Sripeni mengatakan dengan memanfaatkan waduk milik Kementerian PUPR, pembangunan pembangkit listrik tenaga hydro dapat dilakukan dalam waktu tiga tahun atau lebih singkat dari biasanya yang selama lima tahun. Pada satu tahun pertama pengadaan pembangkit listrik tenaga hydro, PLN akan melakukan studi kelayakan (feasibility study/FS).

Setelah itu, dua tahun selanjutnya akan dilakukan pembangunan pembangkitan.
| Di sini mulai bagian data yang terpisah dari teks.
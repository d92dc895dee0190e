//! Report assembly: run every source through the block pipeline and collect
//! the resulting market entries into a [`SymbolReport`].
//!
//! Sources are parsed one at a time, each to completion. Failures are
//! contained: a malformed block or an unreadable source is logged and left
//! out, never propagated.

use crate::domain::block::locate_blocks;
use crate::domain::block_parser::parse_block;
use crate::domain::market::{header_matches, MarketEntry, SymbolReport, FULL_REPORT_SYMBOL};
use crate::domain::symbol::SymbolMapping;
use crate::ports::source_port::SourcePort;
use chrono::NaiveDateTime;
use tracing::{debug, info, warn};

/// Which blocks of a source become entries.
#[derive(Debug, Clone, Copy, PartialEq, Eq)]
pub enum MarketFilter<'a> {
    /// Blocks whose header contains the report name; kept even without categories.
    ReportName(&'a str),
    /// Every block that decodes at least one category.
    All,
}

/// Outcome of an assembly run. `NoData` is an expected result, not a failure.
#[derive(Debug, Clone, PartialEq)]
pub enum Assembly {
    Report(SymbolReport),
    NoData,
}

impl Assembly {
    pub fn report(self) -> Option<SymbolReport> {
        match self {
            Self::Report(report) => Some(report),
            Self::NoData => None,
        }
    }

    pub fn is_no_data(&self) -> bool {
        matches!(self, Self::NoData)
    }
}

/// Entries of one source's report text, in document order.
pub fn entries_from_text(source_id: &str, text: &str, filter: MarketFilter<'_>) -> Vec<MarketEntry> {
    let mut entries = Vec::new();

    for block in locate_blocks(text) {
        if let MarketFilter::ReportName(name) = filter {
            if !header_matches(&block.header, name) {
                continue;
            }
        }

        let entry = match parse_block(&block, source_id) {
            Ok(entry) => entry,
            Err(e) => {
                warn!(source = source_id, market = %block.header, "skipping block: {e}");
                continue;
            }
        };

        if filter == MarketFilter::All && entry.groups.is_empty() {
            debug!(source = source_id, market = %entry.market, "no categories decoded");
            continue;
        }
        if let MarketFilter::ReportName(name) = filter {
            info!(source = source_id, "found block for {name}");
        }
        entries.push(entry);
    }

    entries
}

/// Entries across every source of `sources`, in source order then document order.
pub fn collect_entries(sources: &dyn SourcePort, filter: MarketFilter<'_>) -> Vec<MarketEntry> {
    let refs = match sources.sources() {
        Ok(refs) => refs,
        Err(e) => {
            warn!("cannot list report sources: {e}");
            return Vec::new();
        }
    };

    let mut entries = Vec::new();
    for source in &refs {
        let text = match sources.load_text(source) {
            Ok(Some(text)) => text,
            Ok(None) => {
                warn!(source = %source.id, location = %source.location, "no preformatted report region");
                continue;
            }
            Err(e) => {
                warn!(source = %source.id, "skipping source: {e}");
                continue;
            }
        };
        entries.extend(entries_from_text(&source.id, &text, filter));
    }
    entries
}

/// Wrap `entries` into a report stamped `collected_at`, or `NoData` when empty.
pub fn assemble(symbol: &str, entries: Vec<MarketEntry>, collected_at: NaiveDateTime) -> Assembly {
    if entries.is_empty() {
        return Assembly::NoData;
    }
    Assembly::Report(SymbolReport {
        symbol: symbol.to_string(),
        collected_at,
        entries,
    })
}

/// Report for one symbol: every entry whose market header contains its report name.
pub fn assemble_symbol(
    sources: &dyn SourcePort,
    mapping: &SymbolMapping,
    collected_at: NaiveDateTime,
) -> Assembly {
    let entries = collect_entries(sources, MarketFilter::ReportName(&mapping.report_name));
    assemble(&mapping.symbol, entries, collected_at)
}

/// Report over every market of every source.
pub fn assemble_full(sources: &dyn SourcePort, collected_at: NaiveDateTime) -> Assembly {
    let entries = collect_entries(sources, MarketFilter::All);
    assemble(FULL_REPORT_SYMBOL, entries, collected_at)
}
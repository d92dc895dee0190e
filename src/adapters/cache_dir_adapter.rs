//! Cached HTML report pages on disk.
//!
//! Pages are stored as `<source id>_<YYYY-MM-DD>.html`; any other `*.html`
//! file is picked up too, with its whole stem as the source id.

use crate::adapters::html_pre::extract_pre_text;
use crate::domain::error::CotError;
use crate::ports::source_port::{SourcePort, SourceRef};
use chrono::NaiveDate;
use std::fs;
use std::path::{Path, PathBuf};

const CACHE_DATE_FORMAT: &str = "%Y-%m-%d";

pub struct CacheDirAdapter {
    cache_dir: PathBuf,
    date: Option<NaiveDate>,
}

impl CacheDirAdapter {
    pub fn new(cache_dir: PathBuf) -> Self {
        Self {
            cache_dir,
            date: None,
        }
    }

    /// Only pages cached on `date`.
    pub fn for_date(cache_dir: PathBuf, date: NaiveDate) -> Self {
        Self {
            cache_dir,
            date: Some(date),
        }
    }

    pub fn cache_dir(&self) -> &Path {
        &self.cache_dir
    }

    fn wanted(&self, stem: &str) -> bool {
        match self.date {
            Some(date) => cache_date(stem) == Some(date),
            None => true,
        }
    }
}

/// File name a page for `source_id` fetched on `date` is cached under.
pub fn cache_file_name(source_id: &str, date: NaiveDate) -> String {
    format!("{}_{}.html", source_id, date.format(CACHE_DATE_FORMAT))
}

fn cache_date(stem: &str) -> Option<NaiveDate> {
    let (_, suffix) = stem.rsplit_once('_')?;
    NaiveDate::parse_from_str(suffix, CACHE_DATE_FORMAT).ok()
}

/// `financial_lf_2025-07-01` → `financial_lf`; stems without a date suffix are kept whole.
pub fn source_id_from_stem(stem: &str) -> String {
    match stem.rsplit_once('_') {
        Some((id, _)) if cache_date(stem).is_some() && !id.is_empty() => id.to_string(),
        _ => stem.to_string(),
    }
}

impl SourcePort for CacheDirAdapter {
    fn sources(&self) -> Result<Vec<SourceRef>, CotError> {
        let entries = fs::read_dir(&self.cache_dir).map_err(|e| CotError::Source {
            source_id: self.cache_dir.display().to_string(),
            reason: format!("failed to read cache directory: {e}"),
        })?;

        let mut pages = Vec::new();
        for entry in entries {
            let path = entry?.path();
            let is_html = path
                .extension()
                .is_some_and(|ext| ext.eq_ignore_ascii_case("html"));
            if !is_html || !path.is_file() {
                continue;
            }
            let Some(stem) = path.file_stem().and_then(|s| s.to_str()) else {
                continue;
            };
            if self.wanted(stem) {
                pages.push(SourceRef {
                    id: source_id_from_stem(stem),
                    location: path.display().to_string(),
                });
            }
        }

        pages.sort_by(|a, b| a.location.cmp(&b.location));
        Ok(pages)
    }

    fn load_text(&self, source: &SourceRef) -> Result<Option<String>, CotError> {
        let bytes = fs::read(&source.location).map_err(|e| CotError::Source {
            source_id: source.id.clone(),
            reason: format!("failed to read {}: {e}", source.location),
        })?;
        Ok(extract_pre_text(&String::from_utf8_lossy(&bytes)))
    }
}
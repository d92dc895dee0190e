//! Per-market entries and the per-symbol report they are collected into.

use crate::domain::category::CategoryRecord;
use chrono::NaiveDateTime;
use serde::{Deserialize, Serialize};
use std::collections::BTreeMap;

/// Symbol used for the report over every market of every source.
pub const FULL_REPORT_SYMBOL: &str = "FULL";

/// Concentration of open interest among the N largest traders, in percent.
#[derive(Debug, Clone, Copy, PartialEq, Serialize, Deserialize)]
pub struct Concentration {
    pub long: f64,
    pub short: f64,
}

#[derive(Debug, Clone, PartialEq, Serialize, Deserialize)]
pub struct MarketEntry {
    pub market: String,
    pub open_interest: Option<i64>,
    pub source: String,
    /// Keyed by trader count ("4", "8").
    #[serde(default, skip_serializing_if = "BTreeMap::is_empty")]
    pub largest_traders: BTreeMap<String, Concentration>,
    pub groups: Vec<CategoryRecord>,
}

/// Case-insensitive substring match of `report_name` against a market header.
pub fn header_matches(header: &str, report_name: &str) -> bool {
    header
        .to_uppercase()
        .contains(&report_name.to_uppercase())
}

impl MarketEntry {
    pub fn matches(&self, report_name: &str) -> bool {
        header_matches(&self.market, report_name)
    }
}

#[derive(Debug, Clone, PartialEq, Serialize, Deserialize)]
pub struct SymbolReport {
    pub symbol: String,
    pub collected_at: NaiveDateTime,
    pub entries: Vec<MarketEntry>,
}

impl SymbolReport {
    /// `eurusd_cot.json` for `EUR/USD`; `full_cot_report.json` for the full report.
    pub fn file_name(&self) -> String {
        if self.symbol == FULL_REPORT_SYMBOL {
            "full_cot_report.json".to_string()
        } else {
            format!("{}_cot.json", self.symbol.to_lowercase().replace('/', ""))
        }
    }

    pub fn to_json(&self) -> Result<String, serde_json::Error> {
        serde_json::to_string_pretty(self)
    }

    pub fn from_json(json: &str) -> Result<Self, serde_json::Error> {
        serde_json::from_str(json)
    }
}
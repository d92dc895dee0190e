//! INI file configuration adapter.
//!
//! Blank values (`output_dir =`) read as absent so that defaults apply.

use crate::ports::config_port::ConfigPort;
use configparser::ini::Ini;
use std::path::Path;

pub struct FileConfigAdapter {
    config: Ini,
}

impl FileConfigAdapter {
    pub fn from_file<P: AsRef<Path>>(path: P) -> std::io::Result<Self> {
        let mut config = Ini::new();
        config.load(path).map_err(std::io::Error::other)?;
        Ok(Self { config })
    }

    pub fn from_string(content: &str) -> Result<Self, String> {
        let mut config = Ini::new();
        config.read(content.to_string())?;
        Ok(Self { config })
    }

    fn parse_bool(value: &str) -> Option<bool> {
        match value.to_lowercase().as_str() {
            "true" | "yes" | "on" | "1" => Some(true),
            "false" | "no" | "off" | "0" => Some(false),
            _ => None,
        }
    }
}

impl ConfigPort for FileConfigAdapter {
    fn get_string(&self, section: &str, key: &str) -> Option<String> {
        self.config
            .get(section, key)
            .map(|v| v.trim().to_string())
            .filter(|v| !v.is_empty())
    }

    fn get_int(&self, section: &str, key: &str, default: i64) -> i64 {
        self.get_string(section, key)
            .and_then(|v| v.parse().ok())
            .unwrap_or(default)
    }

    fn get_bool(&self, section: &str, key: &str, default: bool) -> bool {
        self.get_string(section, key)
            .and_then(|v| Self::parse_bool(&v))
            .unwrap_or(default)
    }

    fn keys(&self, section: &str) -> Vec<String> {
        // configparser lower-cases section and key names on load.
        let Some(entries) = self.config.get_map_ref().get(&section.to_lowercase()) else {
            return Vec::new();
        };
        let mut keys: Vec<String> = entries
            .iter()
            .filter(|(_, value)| value.as_deref().is_some_and(|v| !v.trim().is_empty()))
            .map(|(key, _)| key.clone())
            .collect();
        keys.sort();
        keys
    }
}
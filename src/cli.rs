//! CLI definition and dispatch.

use chrono::{Local, NaiveDate, NaiveDateTime};
use clap::{Parser, Subcommand};
use std::fs;
use std::path::{Path, PathBuf};
use std::process::ExitCode;
use tracing::{info, warn};
use tracing_subscriber::EnvFilter;

use crate::adapters::cache_dir_adapter::{source_id_from_stem, CacheDirAdapter};
use crate::adapters::file_config_adapter::FileConfigAdapter;
use crate::adapters::html_pre::extract_pre_text;
use crate::adapters::json_report_adapter::JsonReportAdapter;
use crate::adapters::symbols_json_adapter::SymbolsJsonAdapter;
use crate::domain::assembler::{
    assemble, assemble_full, assemble_symbol, entries_from_text, Assembly, MarketFilter,
};
use crate::domain::error::CotError;
use crate::domain::market::FULL_REPORT_SYMBOL;
use crate::domain::symbol::select_symbols;
use crate::ports::config_port::ConfigPort;
use crate::ports::report_port::ReportSink;
use crate::ports::source_port::SourcePort;
use crate::ports::symbol_port::SymbolPort;

pub const DEFAULT_OUTPUT_DIR: &str = "data/ai";
pub const DEFAULT_TIMEOUT_SECS: i64 = 60;
pub const DEFAULT_USER_AGENT: &str = "Mozilla/5.0";

#[derive(Parser, Debug)]
#[command(name = "cotreport", about = "Commitment of Traders report parser")]
pub struct Cli {
    /// Log filter, e.g. `debug` or `cotreport=trace` (overrides RUST_LOG)
    #[arg(long, global = true)]
    pub log_level: Option<String>,
    #[command(subcommand)]
    pub command: Command,
}

#[derive(Subcommand, Debug)]
pub enum Command {
    /// Build COT reports for one or more symbols (comma separated, or ALL)
    Symbol {
        #[arg(short, long)]
        config: PathBuf,
        #[arg(short, long)]
        symbol: String,
        /// Only read pages cached on this date
        #[arg(long)]
        date: Option<NaiveDate>,
    },
    /// Build the full COT report over every market of every source
    Full {
        #[arg(short, long)]
        config: PathBuf,
        #[arg(short, long)]
        output: Option<PathBuf>,
        /// Download configured sources into the cache first
        #[arg(long)]
        fetch: bool,
        #[arg(long)]
        date: Option<NaiveDate>,
    },
    /// List configured symbols and their report names
    Symbols {
        #[arg(short, long)]
        config: PathBuf,
    },
    /// Parse one HTML or plain-text report file and print the JSON report
    Inspect {
        #[arg(short, long)]
        file: PathBuf,
        #[arg(long)]
        report_name: Option<String>,
    },
}

/// Everything a run needs, resolved from the INI file up front.
#[derive(Debug, Clone, PartialEq)]
pub struct RunConfig {
    pub cache_dir: PathBuf,
    pub output_dir: PathBuf,
    pub symbols_config: Option<PathBuf>,
    /// `(source id, url)` pairs in id order.
    pub sources: Vec<(String, String)>,
    pub user_agent: String,
    pub timeout_secs: u64,
    /// Download again even when today's page is already cached.
    pub refresh: bool,
}

/// Install the stderr subscriber once per process. `level` wins over
/// `RUST_LOG`; `info` otherwise.
pub fn init_logging(level: Option<&str>) {
    let filter = match level {
        Some(level) => EnvFilter::new(level),
        None => EnvFilter::try_from_default_env().unwrap_or_else(|_| EnvFilter::new("info")),
    };
    tracing_subscriber::fmt()
        .with_env_filter(filter)
        .with_writer(std::io::stderr)
        .init();
}

pub fn run(cli: Cli) -> ExitCode {
    match cli.command {
        Command::Symbol {
            config,
            symbol,
            date,
        } => run_symbol(&config, &symbol, date),
        Command::Full {
            config,
            output,
            fetch,
            date,
        } => run_full(&config, output, fetch, date),
        Command::Symbols { config } => run_list_symbols(&config),
        Command::Inspect { file, report_name } => run_inspect(&file, report_name.as_deref()),
    }
}

pub fn load_config(path: &Path) -> Result<FileConfigAdapter, ExitCode> {
    FileConfigAdapter::from_file(path).map_err(|e| {
        let err = CotError::ConfigParse {
            file: path.display().to_string(),
            reason: e.to_string(),
        };
        eprintln!("error: {err}");
        ExitCode::from(&err)
    })
}

pub fn build_run_config(adapter: &dyn ConfigPort) -> Result<RunConfig, CotError> {
    let cache_dir = adapter
        .get_string("paths", "cache_dir")
        .ok_or_else(|| CotError::ConfigMissing {
            section: "paths".into(),
            key: "cache_dir".into(),
        })?;

    let timeout = adapter.get_int("fetch", "timeout_secs", DEFAULT_TIMEOUT_SECS);
    if timeout <= 0 {
        return Err(CotError::ConfigInvalid {
            section: "fetch".into(),
            key: "timeout_secs".into(),
            reason: "must be positive".into(),
        });
    }

    let sources = adapter
        .keys("sources")
        .into_iter()
        .filter_map(|id| adapter.get_string("sources", &id).map(|url| (id, url)))
        .collect();

    Ok(RunConfig {
        cache_dir: PathBuf::from(cache_dir),
        output_dir: adapter
            .get_string("paths", "output_dir")
            .map(PathBuf::from)
            .unwrap_or_else(|| PathBuf::from(DEFAULT_OUTPUT_DIR)),
        symbols_config: adapter.get_string("paths", "symbols_config").map(PathBuf::from),
        sources,
        user_agent: adapter
            .get_string("fetch", "user_agent")
            .unwrap_or_else(|| DEFAULT_USER_AGENT.to_string()),
        timeout_secs: timeout as u64,
        refresh: adapter.get_bool("fetch", "refresh", false),
    })
}

fn load_run_config(path: &Path) -> Result<RunConfig, ExitCode> {
    info!("Loading config from {}", path.display());
    let adapter = load_config(path)?;
    build_run_config(&adapter).map_err(|e| {
        eprintln!("error: {e}");
        ExitCode::from(&e)
    })
}

fn load_symbols(config: &RunConfig) -> Result<SymbolsJsonAdapter, ExitCode> {
    let path = config.symbols_config.as_ref().ok_or_else(|| {
        let err = CotError::ConfigMissing {
            section: "paths".into(),
            key: "symbols_config".into(),
        };
        eprintln!("error: {err}");
        ExitCode::from(&err)
    })?;
    SymbolsJsonAdapter::from_file(path).map_err(|e| {
        eprintln!("error: {e}");
        ExitCode::from(&e)
    })
}

fn cache_sources(config: &RunConfig, date: Option<NaiveDate>) -> CacheDirAdapter {
    match date {
        Some(date) => CacheDirAdapter::for_date(config.cache_dir.clone(), date),
        None => CacheDirAdapter::new(config.cache_dir.clone()),
    }
}

fn now() -> NaiveDateTime {
    Local::now().naive_local()
}

/// What happened to each requested symbol.
#[derive(Debug, Default, Clone, PartialEq, Eq)]
pub struct SymbolRunSummary {
    /// `(symbol, location)` of every report written.
    pub written: Vec<(String, String)>,
    pub no_data: Vec<String>,
    pub unmapped: Vec<String>,
    pub failed: Vec<(String, String)>,
}

impl SymbolRunSummary {
    pub fn exit_code(&self) -> ExitCode {
        if !self.failed.is_empty() {
            ExitCode::from(1)
        } else if self.written.is_empty() {
            ExitCode::from(5)
        } else {
            ExitCode::SUCCESS
        }
    }
}

/// Assemble and persist one report per selected symbol.
///
/// Symbols without a mapping and symbols with no matching market are
/// recorded and skipped; nothing is written for them.
pub fn run_symbol_pipeline(
    sources: &dyn SourcePort,
    symbols: &dyn SymbolPort,
    sink: &dyn ReportSink,
    selection: &[String],
    collected_at: NaiveDateTime,
) -> SymbolRunSummary {
    let mut summary = SymbolRunSummary::default();

    for symbol in selection {
        let mapping = match symbols.resolve(symbol) {
            Ok(m) => m,
            Err(e) => {
                warn!("{e}");
                summary.unmapped.push(symbol.clone());
                continue;
            }
        };

        info!(symbol = %mapping.symbol, "searching sources for {}", mapping.report_name);
        let report = match assemble_symbol(sources, &mapping, collected_at) {
            Assembly::Report(report) => report,
            Assembly::NoData => {
                warn!(symbol = %mapping.symbol, "no COT data found");
                summary.no_data.push(mapping.symbol);
                continue;
            }
        };

        match sink.write(&report) {
            Ok(location) => summary.written.push((mapping.symbol, location)),
            Err(e) => {
                warn!(symbol = %mapping.symbol, "{e}");
                summary.failed.push((mapping.symbol, e.to_string()));
            }
        }
    }

    summary
}

/// Assemble and persist the full report. `Ok(None)` means there was nothing to write.
pub fn run_full_pipeline(
    sources: &dyn SourcePort,
    sink: &dyn ReportSink,
    collected_at: NaiveDateTime,
) -> Result<Option<String>, CotError> {
    match assemble_full(sources, collected_at) {
        Assembly::Report(report) => {
            info!("{} markets parsed", report.entries.len());
            sink.write(&report).map(Some)
        }
        Assembly::NoData => Ok(None),
    }
}

fn run_symbol(config_path: &Path, symbol: &str, date: Option<NaiveDate>) -> ExitCode {
    let config = match load_run_config(config_path) {
        Ok(c) => c,
        Err(code) => return code,
    };
    let symbols = match load_symbols(&config) {
        Ok(s) => s,
        Err(code) => return code,
    };

    let selection = select_symbols(symbol, &symbols.symbols());
    if selection.is_empty() {
        eprintln!("error: no symbols selected");
        return ExitCode::from(2);
    }

    let sources = cache_sources(&config, date);
    let sink = JsonReportAdapter::in_dir(config.output_dir.clone());
    let summary = run_symbol_pipeline(&sources, &symbols, &sink, &selection, now());

    for (symbol, location) in &summary.written {
        println!("{symbol}: {location}");
    }
    for symbol in &summary.unmapped {
        eprintln!("{symbol}: no report mapping");
    }
    for symbol in &summary.no_data {
        eprintln!("{symbol}: no results");
    }
    for (symbol, reason) in &summary.failed {
        eprintln!("{symbol}: {reason}");
    }
    summary.exit_code()
}

fn run_full(
    config_path: &Path,
    output: Option<PathBuf>,
    fetch: bool,
    date: Option<NaiveDate>,
) -> ExitCode {
    let config = match load_run_config(config_path) {
        Ok(c) => c,
        Err(code) => return code,
    };

    let date = if fetch {
        let today = date.unwrap_or_else(|| Local::now().date_naive());
        if let Err(code) = fetch_sources(&config, today) {
            return code;
        }
        Some(today)
    } else {
        date
    };

    let sources = cache_sources(&config, date);
    let sink = match output {
        Some(path) => JsonReportAdapter::to_file(path),
        None => JsonReportAdapter::in_dir(config.output_dir.clone()),
    };

    match run_full_pipeline(&sources, &sink, now()) {
        Ok(Some(location)) => {
            println!("{location}");
            ExitCode::SUCCESS
        }
        Ok(None) => {
            eprintln!("no COT data found in {}", config.cache_dir.display());
            ExitCode::from(5)
        }
        Err(e) => {
            eprintln!("error: {e}");
            (&e).into()
        }
    }
}

#[cfg(feature = "fetch")]
fn fetch_sources(config: &RunConfig, date: NaiveDate) -> Result<(), ExitCode> {
    use crate::adapters::http_fetch_adapter::HttpFetchAdapter;
    use std::time::Duration;

    if config.sources.is_empty() {
        warn!("no [sources] configured; nothing to download");
        return Ok(());
    }
    let fetcher = HttpFetchAdapter::new(
        config.cache_dir.clone(),
        &config.user_agent,
        Duration::from_secs(config.timeout_secs),
    )
    .map_err(|e| {
        eprintln!("error: {e}");
        ExitCode::from(&e)
    })?
    .with_refresh(config.refresh);
    let fetched = fetcher.fetch_all(&config.sources, date);
    info!("{} of {} sources cached", fetched.len(), config.sources.len());
    Ok(())
}

#[cfg(not(feature = "fetch"))]
fn fetch_sources(_config: &RunConfig, _date: NaiveDate) -> Result<(), ExitCode> {
    eprintln!("error: fetch feature is required for --fetch");
    Err(ExitCode::from(1))
}

fn run_list_symbols(config_path: &Path) -> ExitCode {
    let config = match load_run_config(config_path) {
        Ok(c) => c,
        Err(code) => return code,
    };
    let symbols = match load_symbols(&config) {
        Ok(s) => s,
        Err(code) => return code,
    };

    for symbol in symbols.symbols() {
        let report_name = symbols
            .info(&symbol)
            .and_then(|info| info.report_name())
            .unwrap_or("-");
        println!("{symbol}\t{report_name}");
    }
    ExitCode::SUCCESS
}

fn run_inspect(path: &Path, report_name: Option<&str>) -> ExitCode {
    let bytes = match fs::read(path) {
        Ok(b) => b,
        Err(e) => {
            let err = CotError::Io(e);
            eprintln!("error: failed to read {}: {err}", path.display());
            return (&err).into();
        }
    };
    let raw = String::from_utf8_lossy(&bytes);
    let text = extract_pre_text(&raw).unwrap_or_else(|| raw.to_string());

    let source_id = path
        .file_stem()
        .and_then(|s| s.to_str())
        .map(source_id_from_stem)
        .unwrap_or_default();

    let (symbol, filter) = match report_name {
        Some(name) => (name, MarketFilter::ReportName(name)),
        None => (FULL_REPORT_SYMBOL, MarketFilter::All),
    };

    match assemble(symbol, entries_from_text(&source_id, &text, filter), now()) {
        Assembly::Report(report) => match report.to_json() {
            Ok(json) => {
                println!("{json}");
                ExitCode::SUCCESS
            }
            Err(e) => {
                let err = CotError::from(e);
                eprintln!("error: {err}");
                (&err).into()
            }
        },
        Assembly::NoData => {
            eprintln!("no COT data found in {}", path.display());
            ExitCode::from(5)
        }
    }
}
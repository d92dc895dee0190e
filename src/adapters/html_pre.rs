//! Preformatted text extraction from COT HTML pages.

use scraper::{Html, Selector};
use std::sync::LazyLock;

static PRE: LazyLock<Selector> =
    LazyLock::new(|| Selector::parse("pre").expect("valid pre selector"));

/// Text of the first `<pre>` element, entities decoded and tags dropped.
pub fn extract_pre_text(html: &str) -> Option<String> {
    let document = Html::parse_document(html);
    document
        .select(&PRE)
        .next()
        .map(|pre| pre.text().collect::<String>())
}
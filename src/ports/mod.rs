//! Port traits at the I/O seams of the parsing core.

pub mod config_port;
pub mod report_port;
pub mod source_port;
pub mod symbol_port;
Artinya, dalam tiga tahun saja, pembangkit tersebut sudah dapat beroperasi komersial (commercial operation date/COD).

Menurutnya, selain dapat mempersingkat waktu pengadaan pembangkitan, waduk yang dibangun Kementerian PUPR juga memiliki ukuran-ukuran besar sehingga potensi listrik yang dihasilkan juga akan sebanding besarnya.

“Tiga [tahun] sudah jadi dengan memanfaatkan itu, cuma masalahnya waduk ada yang memang secara teknis bisa dimanfaatkan, masih cukup lahan untuk plant stall atau teknologi-teknologi, masih ada yang perlu kita kaji dan kita perlu detailkan,” katanya, Kamis (14/11/2019).

Sripeni menegaskan rencana memanfaatkan waduk tersebut sangat penting untuk mempercepat bauran EBT 23% pada 2025. Apabila mendorong realisasi pengadaan pembangkit listrik tenaga panas bumi (PLTP) akan membutuhkan waktu tujuh tahun.

Sementara itu, jika memanfaatkan pembangkit listrik tenaga surya (PLTS) maupun pembangkit listrik tenaga bayu (PLTB) , diakuinya, bisa lebih cepat. Hanya saja, sifat PLTS dan PLTB adalah intermiten sehingga tetap perlu dibangun pembangkit yang mampu menjadi beban dasar (base load).

PLN juga memiliki pilihan untuk memanfaatkan sumber daya biomassa setempat. Hanya saja, listrik yang diproduksi biasanya kecil dan juga memperlukan sosialisasi ke masyarakat.

“23% pada 2025, itu mesti kita rinci, karena ebt ini relatif. Saya lagi nunggu Menteri PUPR dan PLN sudah mengajukan permohonan kerja sama,” katanya.

Direktur Perencanaan PLN Syofvi Felienty Roekman mengatakan pihaknya menarget pada tahun depan kerja sama dengan Kementerian PUPR tersebut sudah dapat dilakukan.

Rencananya, salah satu lokasi yang potensi airnya akan dimanfaatkan sebagai waduk sekaligus pembangkit listrik  berada di Kalimantan Timur. Pembangunan pembangkit listrik tenaga hidro di Kalimantan Tiur bertujuan untuk memenuhi kebutuhan listrik ibukota baru.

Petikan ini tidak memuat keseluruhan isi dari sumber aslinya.